Exploring how the flows and counterflows of artefacts and materials shaped broader trans-Mediterranean affective spaces of shared interests and experiences, this brief contribution to ‘PIMo visual reflections’ is an appetiser for the forthcoming volume The Habsburg Mediterranean, 1500–1800, edited by myself and Dorothea McEwan. Thanks to the generous support of the COST Action PIMo People in Motion: Entangled Histories of Displacement across the Mediterranean (1492–1923), this volume will be published with the Austrian Academy of Sciences, Vienna, in 2021.

 

In my own chapter contribution to this volume, I take the imperial embassy (elçi han) in Istanbul as a starting point for a reconsideration of the cross-cultural dynamics of material exchanges. The Habsburg compound in Istanbul was a lively venue for fostering cultural contacts and exchange across the religious and imperial divide. Sixteenth-century chaplains to the imperial embassy portrayed the residence as a large building complex guarded by Ottoman personnel, five çavuşes and four janissaries (Fig. 1).
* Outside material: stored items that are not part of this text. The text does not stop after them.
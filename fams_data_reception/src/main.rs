//! # FAMS Data Reception Binary
//!
//! Reads JSON sensor batches, one per line, and publishes them as frames to
//! the ingress queue of a running event processing daemon.
//!
//! # Usage
//!
//! ```bash
//! fams_data_reception --input batches.ndjson
//!
//! # From stdin, custom queue name
//! cat batches.ndjson | fams_data_reception --queue Test_Ingress -v
//! ```

#![deny(warnings)]

use clap::Parser;
use fams_common::consts::INGRESS_QUEUE_NAME;
use fams_data_reception::Publisher;
use std::fs::File;
use std::io::{BufReader, stdin};
use std::path::PathBuf;
use tracing::{error, info, Level};
use tracing_subscriber::EnvFilter;

/// FAMS Data Reception - publish sensor batches to the event processing daemon
#[derive(Parser, Debug)]
#[command(name = "fams_data_reception")]
#[command(version)]
#[command(about = "Publishes JSON sensor batches as frames on the ingress queue")]
#[command(long_about = None)]
struct Args {
    /// Ingress queue name
    #[arg(short, long, default_value = INGRESS_QUEUE_NAME)]
    queue: String,

    /// NDJSON input file (stdin when omitted)
    #[arg(short, long, value_name = "FILE")]
    input: Option<PathBuf>,

    /// Enable verbose logging
    #[arg(short, long)]
    verbose: bool,

    /// Output logs in JSON format
    #[arg(long)]
    json: bool,
}

fn main() {
    if let Err(e) = run() {
        error!("data reception failed: {}", e);
        std::process::exit(1);
    }
}

fn run() -> Result<(), Box<dyn std::error::Error>> {
    let args = Args::parse();
    setup_tracing(&args);

    let mut publisher = Publisher::open(&args.queue)?;
    let stats = match &args.input {
        Some(path) => {
            info!("Reading batches from {}", path.display());
            publisher.publish_lines(BufReader::new(File::open(path)?))?
        }
        None => publisher.publish_lines(stdin().lock())?,
    };

    info!(
        "Published {} frames ({} bytes), rejected {}",
        stats.published, stats.bytes, stats.rejected
    );
    Ok(())
}

/// Setup tracing subscriber based on CLI arguments.
fn setup_tracing(args: &Args) {
    let level = if args.verbose { Level::DEBUG } else { Level::INFO };

    let filter = EnvFilter::from_default_env().add_directive(level.into());

    if args.json {
        tracing_subscriber::fmt()
            .with_env_filter(filter)
            .json()
            .init();
    } else {
        tracing_subscriber::fmt()
            .with_env_filter(filter)
            .with_target(false)
            .init();
    }
}
//! Orderly shutdown.
//!
//! Shutdown signals end-of-stream on every queue, waits a bounded time for
//! every thread to return, then releases the queues. A thread that misses
//! the deadline is reported, not waited for.

use crate::context::AppContext;
use crate::dispatcher::DispatchStats;
use crate::error::EventProcessingError;
use crate::worker::WorkerStats;
use fams_common::frame::Category;
use parking_lot::{Condvar, Mutex};
use std::sync::Arc;
use std::thread::JoinHandle;
use std::time::{Duration, Instant};
use tracing::{error, info, warn};

const JOIN_POLL_INTERVAL: Duration = Duration::from_millis(5);

/// What a thread returned.
#[derive(Debug, Clone, PartialEq, Eq)]
pub enum ThreadSummary {
    /// The dispatcher.
    Dispatcher(DispatchStats),
    /// A category worker.
    Worker {
        /// Category served.
        category: Category,
        /// Final counters.
        stats: WorkerStats,
    },
}

/// Outcome of a clean shutdown.
#[derive(Debug, Clone, Default)]
pub struct ShutdownReport {
    /// Every joined thread with its summary, in registration order.
    pub threads: Vec<(String, ThreadSummary)>,
    /// Time from the first end signal to the last join.
    pub elapsed: Duration,
}

impl ShutdownReport {
    /// Stats of the dispatcher, if it was joined.
    pub fn dispatcher(&self) -> Option<&DispatchStats> {
        self.threads.iter().find_map(|(_, summary)| match summary {
            ThreadSummary::Dispatcher(stats) => Some(stats),
            ThreadSummary::Worker { .. } => None,
        })
    }

    /// Sum of worker counters of `category`.
    pub fn worker_totals(&self, category: Category) -> WorkerStats {
        let mut total = WorkerStats::default();
        for (_, summary) in &self.threads {
            if let ThreadSummary::Worker { category: c, stats } = summary {
                if *c == category {
                    total.frames += stats.frames;
                    total.rejected += stats.rejected;
                    total.stored += stats.stored;
                    total.store_errors += stats.store_errors;
                    total.unknown_ports += stats.unknown_ports;
                    total.alerts += stats.alerts;
                    total.all_clears += stats.all_clears;
                }
            }
        }
        total
    }
}

/// Owns every thread handle of the daemon.
#[derive(Debug)]
pub struct ShutdownCoordinator {
    ctx: Arc<AppContext>,
    threads: Vec<(String, JoinHandle<ThreadSummary>)>,
}

impl ShutdownCoordinator {
    /// Coordinator for the queues of `ctx`.
    pub fn new(ctx: Arc<AppContext>) -> Self {
        Self {
            ctx,
            threads: Vec::new(),
        }
    }

    /// Track a spawned thread.
    pub fn register(&mut self, name: impl Into<String>, handle: JoinHandle<ThreadSummary>) {
        self.threads.push((name.into(), handle));
    }

    /// Number of tracked threads.
    pub fn len(&self) -> usize {
        self.threads.len()
    }

    /// Whether no thread is tracked.
    pub fn is_empty(&self) -> bool {
        self.threads.is_empty()
    }

    /// Stop everything.
    ///
    /// Queues are released even when the join fails.
    ///
    /// # Errors
    ///
    /// - [`EventProcessingError::JoinTimeout`] naming the threads still running
    /// - [`EventProcessingError::ThreadPanicked`] for the first panicked thread
    pub fn shutdown(self, timeout: Duration) -> Result<ShutdownReport, EventProcessingError> {
        let started = Instant::now();
        info!(threads = self.threads.len(), ?timeout, "shutting down");
        self.ctx.queues.signal_end_all();

        let deadline = started + timeout;
        while Instant::now() < deadline && !self.threads.iter().all(|(_, h)| h.is_finished()) {
            std::thread::sleep(JOIN_POLL_INTERVAL);
        }

        let mut report = ShutdownReport::default();
        let mut remaining = Vec::new();
        let mut panicked = None;
        for (name, handle) in self.threads {
            if !handle.is_finished() {
                warn!(thread = %name, "thread still running at the join deadline");
                remaining.push(name);
                continue;
            }
            match handle.join() {
                Ok(summary) => report.threads.push((name, summary)),
                Err(_) => {
                    error!(thread = %name, "thread panicked");
                    panicked.get_or_insert(name);
                }
            }
        }
        report.elapsed = started.elapsed();

        self.ctx.queues.release_all();

        if !remaining.is_empty() {
            return Err(EventProcessingError::JoinTimeout { remaining, timeout });
        }
        if let Some(name) = panicked {
            return Err(EventProcessingError::ThreadPanicked(name));
        }
        info!(joined = report.threads.len(), elapsed = ?report.elapsed, "shutdown complete");
        Ok(report)
    }
}

/// One-shot shutdown request shared between the signal handler and `main`.
#[derive(Debug, Clone, Default)]
pub struct ShutdownHandle {
    inner: Arc<(Mutex<bool>, Condvar)>,
}

impl ShutdownHandle {
    /// Untriggered handle.
    pub fn new() -> Self {
        Self::default()
    }

    /// Request shutdown. Repeated calls are harmless.
    pub fn trigger(&self) {
        let (lock, cvar) = &*self.inner;
        *lock.lock() = true;
        cvar.notify_all();
    }

    /// Whether shutdown was requested.
    pub fn is_triggered(&self) -> bool {
        *self.inner.0.lock()
    }

    /// Block until shutdown is requested or `timeout` passes. Returns whether
    /// shutdown was requested.
    pub fn wait_timeout(&self, timeout: Duration) -> bool {
        let deadline = Instant::now() + timeout;
        let (lock, cvar) = &*self.inner;
        let mut triggered = lock.lock();
        while !*triggered {
            if cvar.wait_until(&mut triggered, deadline).timed_out() {
                break;
            }
        }
        *triggered
    }
}

#[cfg(test)]
mod tests {
    use super::*;
    use std::thread;

    #[test]
    fn test_handle_wakes_waiter() {
        let handle = ShutdownHandle::new();
        assert!(!handle.is_triggered());
        let waiter = {
            let handle = handle.clone();
            thread::spawn(move || handle.wait_timeout(Duration::from_secs(10)))
        };
        thread::sleep(Duration::from_millis(20));
        handle.trigger();
        handle.trigger();
        assert!(waiter.join().unwrap());
        assert!(handle.is_triggered());
    }

    #[test]
    fn test_wait_timeout() {
        let handle = ShutdownHandle::new();
        assert!(!handle.wait_timeout(Duration::from_millis(20)));
        handle.trigger();
        assert!(handle.wait_timeout(Duration::from_millis(20)));
    }

    #[test]
    fn test_worker_totals() {
        let stats = |frames| WorkerStats {
            frames,
            stored: frames * 2,
            alerts: 1,
            all_clears: frames % 2,
            ..WorkerStats::default()
        };
        let report = ShutdownReport {
            threads: vec![
                ("dispatcher".into(), ThreadSummary::Dispatcher(DispatchStats::default())),
                (
                    "worker-sensor-0".into(),
                    ThreadSummary::Worker { category: Category::Sensor, stats: stats(3) },
                ),
                (
                    "worker-sensor-1".into(),
                    ThreadSummary::Worker { category: Category::Sensor, stats: stats(4) },
                ),
                (
                    "worker-outside-0".into(),
                    ThreadSummary::Worker { category: Category::Outside, stats: stats(9) },
                ),
            ],
            elapsed: Duration::ZERO,
        };
        assert!(report.dispatcher().is_some());
        let sensor = report.worker_totals(Category::Sensor);
        assert_eq!(sensor.frames, 7);
        assert_eq!(sensor.stored, 14);
        assert_eq!(sensor.alerts, 2);
        assert_eq!(sensor.all_clears, 1);
        assert_eq!(report.worker_totals(Category::Cistern), WorkerStats::default());
    }
}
The embassy building itself was constructed like caravanserais around an inner courtyard that accommodated a number of chambers, kitchens and stables with space for more than 400 horses. The balustrade of the second floor gave access to the large dining and residence hall and offered a view of the courtyard and all the comings and goings down below there. The windows of the residents’ rooms could be opened to the streets as well as to the building’s inner courtyard. Little stores run by craftsmen and artisans like dressmakers, shoemakers and blacksmiths further connected the inner part of the building with the busy streets of Istanbul.

 

Such sixteenth-century descriptions and visual representations, thus, illustrate that the residence cannot be considered a space of isolation and enclosure, but of contacts as well as of social and religious diversity. The imperial embassy was a lively space that stimulated contacts between Habsburg and Ottoman subjects, as well as between Christians, Jews and Muslims on the one hand and between noblemen and craftsmen on the other; contacts that made the imperial embassy a hub for the exchange of objects and a prime agent in the moulding of shared aesthetic styles and tastes. The imperial embassy in Istanbul, I argue in my book chapter, was a microcosm in which the Habsburg Mediterranean materialised. The embassy’s material dynamism connected the Holy Roman Empire with the material culture of the Ottoman Empire and the broader Mediterranean world.

 

The particular location and spatial arrangement of the embassy fostered contacts across the religious divide and attuned the Habsburg ambassadorial entourage to engage with the broader material world of the Ottoman city. Many residents at the Habsburg embassy experienced Istanbul on a very material level. In my book chapter, I trace the complex history of a variety of sixteenth-century residents that purchased, produced and perceived objects that made up their knowledge about the city. For buying “many beautiful materials and things”, one resident states in his diary, he got in contact with “Arabs, Jews and Turks” living in Istanbul. He was no exception. A variety of the embassy’s residents made a collection of various items whilst in Istanbul. They purchased or collected sketches of Ottoman antiquities, Ottoman language materials and manuscripts, antiquities, remedies, clothing, shoes, weapons, and even horse chestnuts (fig. 2), which were sent back to the Habsburg heartlands in Central Europe. Here, they got marvelled and inspired further engagement with the Ottoman material world.

 

Fig. 2: Illustration and description of a horse chestnut sent to Vienna by the imperial ambassador in Istanbul. ©Bayerische Staatsbibliothek München, 2 Med 54#(Beibd.), S. 8, urn:nbn:de:bvb:12-bsb11199942-9.

 

 

Such illustrations and descriptions document the general appreciation of Ottoman material culture by those living in the Habsburg imperial embassy’s residence on the one hand. On the other, they invite further reflection on the role of early modern material culture to establish, channel, and maintain broader affective trans-Mediterranean communities across assumed religious divides. I would be delighted if readers might take this blog entry as an invitation to read more about such fascinating stories in my forthcoming book chapter.

 

 

Stefan Hanß is Senior Lecturer at the University of Manchester. His research focuses on material culture and cultural encounters in the early modern world. Hanß was awarded a British Academy Rising Star Engagement Award and a Philip Leverhulme Prize in History. He has published widely on the Battle of Lepanto, Mediterranean slavery, Ottoman language-learning in the early modern period, as well as concepts of time. This PIMo visual reflection post is based on Stefan Hanß, ‘A Shared Taste? Material Culture and Intellectual Curiosity in the Habsburg Mediterranean’, in The Habsburg Mediterranean, 1500–1800, edited by Stefan Hanß and Dorothea McEwan (Vienna: Austrian Academy of Sciences, 2021, in press). His current research examines the history of early modern feather-working and hair.